Entries taken from a collection
◇ ◇ ◇
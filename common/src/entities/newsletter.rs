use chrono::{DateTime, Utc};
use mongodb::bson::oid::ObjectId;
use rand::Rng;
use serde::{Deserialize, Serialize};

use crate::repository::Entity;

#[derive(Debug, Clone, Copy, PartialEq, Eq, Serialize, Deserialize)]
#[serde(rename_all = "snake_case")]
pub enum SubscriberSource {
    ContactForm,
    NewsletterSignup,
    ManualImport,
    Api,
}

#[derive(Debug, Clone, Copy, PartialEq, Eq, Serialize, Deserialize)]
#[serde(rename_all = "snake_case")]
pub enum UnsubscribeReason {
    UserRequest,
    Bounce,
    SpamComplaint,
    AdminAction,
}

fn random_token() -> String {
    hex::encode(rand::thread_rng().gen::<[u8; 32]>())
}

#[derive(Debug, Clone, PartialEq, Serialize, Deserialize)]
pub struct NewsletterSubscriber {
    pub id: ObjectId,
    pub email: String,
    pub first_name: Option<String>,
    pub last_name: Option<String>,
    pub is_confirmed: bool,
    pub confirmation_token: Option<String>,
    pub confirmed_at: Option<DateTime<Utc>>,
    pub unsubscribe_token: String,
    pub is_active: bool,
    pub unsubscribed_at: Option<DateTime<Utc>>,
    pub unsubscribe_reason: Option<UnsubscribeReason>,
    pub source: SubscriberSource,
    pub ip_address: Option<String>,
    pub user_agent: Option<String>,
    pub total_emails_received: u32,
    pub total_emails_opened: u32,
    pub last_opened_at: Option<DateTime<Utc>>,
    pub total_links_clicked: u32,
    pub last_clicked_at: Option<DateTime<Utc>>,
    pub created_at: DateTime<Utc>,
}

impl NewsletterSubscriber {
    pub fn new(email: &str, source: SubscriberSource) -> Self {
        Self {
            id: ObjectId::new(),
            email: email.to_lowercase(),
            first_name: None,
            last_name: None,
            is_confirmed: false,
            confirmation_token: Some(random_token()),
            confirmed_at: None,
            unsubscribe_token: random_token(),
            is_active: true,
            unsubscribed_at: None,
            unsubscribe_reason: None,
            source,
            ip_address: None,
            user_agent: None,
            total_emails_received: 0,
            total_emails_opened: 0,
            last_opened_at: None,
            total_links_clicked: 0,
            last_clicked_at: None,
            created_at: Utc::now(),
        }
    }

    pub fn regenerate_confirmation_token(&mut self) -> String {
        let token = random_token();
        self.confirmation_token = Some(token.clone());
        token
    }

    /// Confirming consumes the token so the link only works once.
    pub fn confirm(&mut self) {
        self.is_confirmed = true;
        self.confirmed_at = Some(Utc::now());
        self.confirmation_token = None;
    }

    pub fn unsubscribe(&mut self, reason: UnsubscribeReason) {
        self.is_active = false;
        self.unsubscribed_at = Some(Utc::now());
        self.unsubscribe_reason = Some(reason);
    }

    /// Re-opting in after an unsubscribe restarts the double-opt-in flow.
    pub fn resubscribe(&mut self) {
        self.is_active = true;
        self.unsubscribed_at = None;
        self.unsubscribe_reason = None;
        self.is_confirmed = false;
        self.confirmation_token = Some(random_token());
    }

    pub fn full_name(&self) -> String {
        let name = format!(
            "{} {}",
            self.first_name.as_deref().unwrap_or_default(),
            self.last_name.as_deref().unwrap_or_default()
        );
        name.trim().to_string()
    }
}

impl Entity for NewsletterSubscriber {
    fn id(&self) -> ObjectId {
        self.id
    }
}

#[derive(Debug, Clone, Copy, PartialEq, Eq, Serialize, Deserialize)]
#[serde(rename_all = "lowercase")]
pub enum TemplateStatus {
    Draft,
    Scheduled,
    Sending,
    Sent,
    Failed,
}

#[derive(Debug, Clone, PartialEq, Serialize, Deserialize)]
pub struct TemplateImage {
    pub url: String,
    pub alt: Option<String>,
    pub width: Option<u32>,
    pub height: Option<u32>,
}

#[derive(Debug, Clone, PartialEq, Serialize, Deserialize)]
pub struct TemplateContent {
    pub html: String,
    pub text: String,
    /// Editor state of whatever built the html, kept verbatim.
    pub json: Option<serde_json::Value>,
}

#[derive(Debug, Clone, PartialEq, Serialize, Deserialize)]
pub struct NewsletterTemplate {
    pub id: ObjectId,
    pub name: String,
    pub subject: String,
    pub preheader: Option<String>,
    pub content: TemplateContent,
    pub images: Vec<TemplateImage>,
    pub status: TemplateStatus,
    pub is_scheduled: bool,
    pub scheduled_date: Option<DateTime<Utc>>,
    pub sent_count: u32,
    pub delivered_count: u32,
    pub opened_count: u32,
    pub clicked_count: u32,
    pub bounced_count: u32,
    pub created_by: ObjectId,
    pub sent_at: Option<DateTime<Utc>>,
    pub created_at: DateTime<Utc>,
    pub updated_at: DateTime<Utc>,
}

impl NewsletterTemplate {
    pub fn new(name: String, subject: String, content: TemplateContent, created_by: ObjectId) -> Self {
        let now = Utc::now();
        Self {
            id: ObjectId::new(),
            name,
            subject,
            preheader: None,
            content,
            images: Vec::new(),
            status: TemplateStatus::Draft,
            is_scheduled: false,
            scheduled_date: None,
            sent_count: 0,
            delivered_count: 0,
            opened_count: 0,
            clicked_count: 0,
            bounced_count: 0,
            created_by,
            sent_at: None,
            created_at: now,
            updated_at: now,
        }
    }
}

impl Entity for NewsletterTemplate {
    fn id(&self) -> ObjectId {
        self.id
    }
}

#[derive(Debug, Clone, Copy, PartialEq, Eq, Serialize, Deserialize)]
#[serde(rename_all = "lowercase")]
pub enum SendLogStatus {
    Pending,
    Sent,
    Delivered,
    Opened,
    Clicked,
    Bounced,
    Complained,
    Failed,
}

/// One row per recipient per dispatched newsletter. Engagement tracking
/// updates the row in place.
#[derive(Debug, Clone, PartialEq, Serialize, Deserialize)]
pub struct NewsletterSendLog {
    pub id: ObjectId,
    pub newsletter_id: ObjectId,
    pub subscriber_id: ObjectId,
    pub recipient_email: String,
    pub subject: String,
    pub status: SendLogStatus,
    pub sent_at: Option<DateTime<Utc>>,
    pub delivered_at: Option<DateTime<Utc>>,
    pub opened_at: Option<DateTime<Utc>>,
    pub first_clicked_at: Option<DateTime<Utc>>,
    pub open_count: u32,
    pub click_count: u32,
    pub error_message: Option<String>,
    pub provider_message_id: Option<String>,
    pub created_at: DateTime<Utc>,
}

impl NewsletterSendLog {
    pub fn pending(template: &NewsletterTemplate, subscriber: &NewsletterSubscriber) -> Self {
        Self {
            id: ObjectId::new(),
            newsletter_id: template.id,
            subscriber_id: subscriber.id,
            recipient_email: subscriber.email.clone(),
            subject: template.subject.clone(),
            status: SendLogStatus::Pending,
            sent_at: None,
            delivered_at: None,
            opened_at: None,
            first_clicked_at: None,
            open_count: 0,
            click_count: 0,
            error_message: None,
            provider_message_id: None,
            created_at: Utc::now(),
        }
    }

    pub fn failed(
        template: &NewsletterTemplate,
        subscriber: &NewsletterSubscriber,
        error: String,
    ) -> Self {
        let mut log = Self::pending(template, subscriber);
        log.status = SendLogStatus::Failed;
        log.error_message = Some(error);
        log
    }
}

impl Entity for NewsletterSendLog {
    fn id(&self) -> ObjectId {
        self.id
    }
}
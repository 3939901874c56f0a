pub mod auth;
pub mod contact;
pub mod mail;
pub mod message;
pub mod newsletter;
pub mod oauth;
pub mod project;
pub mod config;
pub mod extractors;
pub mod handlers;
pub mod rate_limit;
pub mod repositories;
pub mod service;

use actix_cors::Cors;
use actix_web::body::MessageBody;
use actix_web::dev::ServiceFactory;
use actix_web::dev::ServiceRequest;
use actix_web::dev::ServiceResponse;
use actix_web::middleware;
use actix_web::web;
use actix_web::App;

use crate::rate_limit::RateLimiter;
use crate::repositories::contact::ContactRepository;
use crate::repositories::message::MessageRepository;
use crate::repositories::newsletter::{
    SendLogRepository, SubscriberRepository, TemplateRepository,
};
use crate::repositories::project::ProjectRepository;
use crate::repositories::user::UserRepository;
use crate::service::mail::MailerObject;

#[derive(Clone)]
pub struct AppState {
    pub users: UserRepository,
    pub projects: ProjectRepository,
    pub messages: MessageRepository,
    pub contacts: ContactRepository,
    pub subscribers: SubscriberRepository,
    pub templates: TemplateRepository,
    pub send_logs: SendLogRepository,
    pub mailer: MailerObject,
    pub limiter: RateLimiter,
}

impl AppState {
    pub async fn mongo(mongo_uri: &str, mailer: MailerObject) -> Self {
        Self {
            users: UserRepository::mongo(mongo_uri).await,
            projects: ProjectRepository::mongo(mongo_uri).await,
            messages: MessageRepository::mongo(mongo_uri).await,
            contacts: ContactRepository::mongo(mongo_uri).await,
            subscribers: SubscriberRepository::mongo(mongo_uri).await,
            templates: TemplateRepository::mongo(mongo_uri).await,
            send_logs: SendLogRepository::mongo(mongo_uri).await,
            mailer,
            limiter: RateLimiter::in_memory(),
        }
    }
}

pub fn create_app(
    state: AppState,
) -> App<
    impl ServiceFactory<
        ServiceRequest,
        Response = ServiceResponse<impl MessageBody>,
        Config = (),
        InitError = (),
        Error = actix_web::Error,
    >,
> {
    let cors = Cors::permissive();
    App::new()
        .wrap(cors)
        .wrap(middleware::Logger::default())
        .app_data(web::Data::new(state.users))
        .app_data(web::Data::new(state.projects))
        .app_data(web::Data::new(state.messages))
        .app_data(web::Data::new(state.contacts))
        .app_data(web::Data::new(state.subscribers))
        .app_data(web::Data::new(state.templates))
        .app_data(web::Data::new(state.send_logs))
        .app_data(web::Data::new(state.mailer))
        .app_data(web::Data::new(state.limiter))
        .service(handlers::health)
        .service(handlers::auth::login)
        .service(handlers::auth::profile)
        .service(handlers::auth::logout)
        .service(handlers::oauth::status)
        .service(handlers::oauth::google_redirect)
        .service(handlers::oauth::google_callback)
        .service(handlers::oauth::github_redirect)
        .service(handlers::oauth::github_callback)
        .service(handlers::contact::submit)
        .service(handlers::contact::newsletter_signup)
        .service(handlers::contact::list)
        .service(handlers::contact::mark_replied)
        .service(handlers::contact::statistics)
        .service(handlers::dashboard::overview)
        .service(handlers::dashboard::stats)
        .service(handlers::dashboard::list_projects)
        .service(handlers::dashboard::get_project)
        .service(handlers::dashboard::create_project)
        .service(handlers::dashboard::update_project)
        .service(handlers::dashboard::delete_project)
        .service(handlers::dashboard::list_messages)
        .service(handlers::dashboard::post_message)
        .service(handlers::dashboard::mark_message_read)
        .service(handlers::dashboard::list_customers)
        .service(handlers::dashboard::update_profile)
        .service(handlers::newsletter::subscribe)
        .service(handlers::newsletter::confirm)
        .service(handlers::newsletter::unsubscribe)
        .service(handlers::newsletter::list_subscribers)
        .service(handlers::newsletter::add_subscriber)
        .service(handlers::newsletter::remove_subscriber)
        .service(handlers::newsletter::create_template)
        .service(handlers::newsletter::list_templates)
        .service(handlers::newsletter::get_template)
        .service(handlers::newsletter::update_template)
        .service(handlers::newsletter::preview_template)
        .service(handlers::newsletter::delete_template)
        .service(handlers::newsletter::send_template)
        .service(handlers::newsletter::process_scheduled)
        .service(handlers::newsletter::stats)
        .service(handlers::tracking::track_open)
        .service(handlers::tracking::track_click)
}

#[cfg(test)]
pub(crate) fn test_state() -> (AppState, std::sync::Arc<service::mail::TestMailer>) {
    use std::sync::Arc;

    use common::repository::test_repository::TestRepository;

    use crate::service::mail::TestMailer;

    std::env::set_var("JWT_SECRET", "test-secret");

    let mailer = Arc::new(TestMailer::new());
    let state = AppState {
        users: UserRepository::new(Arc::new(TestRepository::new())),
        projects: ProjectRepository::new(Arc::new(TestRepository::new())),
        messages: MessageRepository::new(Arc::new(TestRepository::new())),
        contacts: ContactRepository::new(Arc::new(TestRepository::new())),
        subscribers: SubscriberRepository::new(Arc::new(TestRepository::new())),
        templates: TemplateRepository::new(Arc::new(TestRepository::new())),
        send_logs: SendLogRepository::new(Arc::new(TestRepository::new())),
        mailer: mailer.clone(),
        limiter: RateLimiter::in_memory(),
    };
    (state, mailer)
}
◇ ◇ ◇
__Work request__
Using the entries above, say how many lines include the word "await", with no other output.

__Reply to the exercise__
7